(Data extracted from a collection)
----

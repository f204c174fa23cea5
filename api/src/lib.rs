//! HTTP surface for the document Q&A backend.
//!
//! Routes:
//! - `POST /ask`    — hybrid-retrieval question answering (batch or stream)
//! - `GET  /health` — Ollama endpoint probe

use std::env;

mod core;
mod error_handler;
mod routes;

pub use error_handler::{AppError, AppResult};

use axum::{
    Router,
    routing::{get, post},
};
use tokio::signal;
use tracing::info;

use crate::core::app_state::AppState;
use crate::routes::{ask::ask_question_route::ask, health::health_route::health};

/// Builds the state, binds the listener, and serves until Ctrl+C.
pub async fn start() -> AppResult<()> {
    let host_url = env::var("API_ADDRESS").unwrap_or_else(|_| "0.0.0.0:8080".into());

    let state = AppState::from_env()?;

    let app = Router::new()
        .route("/ask", post(ask))
        .route("/health", get(health))
        .with_state(state);

    let listener = tokio::net::TcpListener::bind(&host_url)
        .await
        .map_err(AppError::Bind)?;
    info!("listening on {host_url}");

    axum::serve(listener, app)
        .with_graceful_shutdown(shutdown_signal())
        .await
        .map_err(AppError::Server)?;

    Ok(())
}

/// Resolves when Ctrl+C is pressed.
async fn shutdown_signal() {
    if let Err(e) = signal::ctrl_c().await {
        tracing::error!("failed to listen for shutdown signal: {e}");
    }
}
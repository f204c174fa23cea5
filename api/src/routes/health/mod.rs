pub mod health_route;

----

Among the lines above, find those that contain the word "tracing" and copy them.

use tracing::info;
        tracing::error!("failed to listen for shutdown signal: {e}");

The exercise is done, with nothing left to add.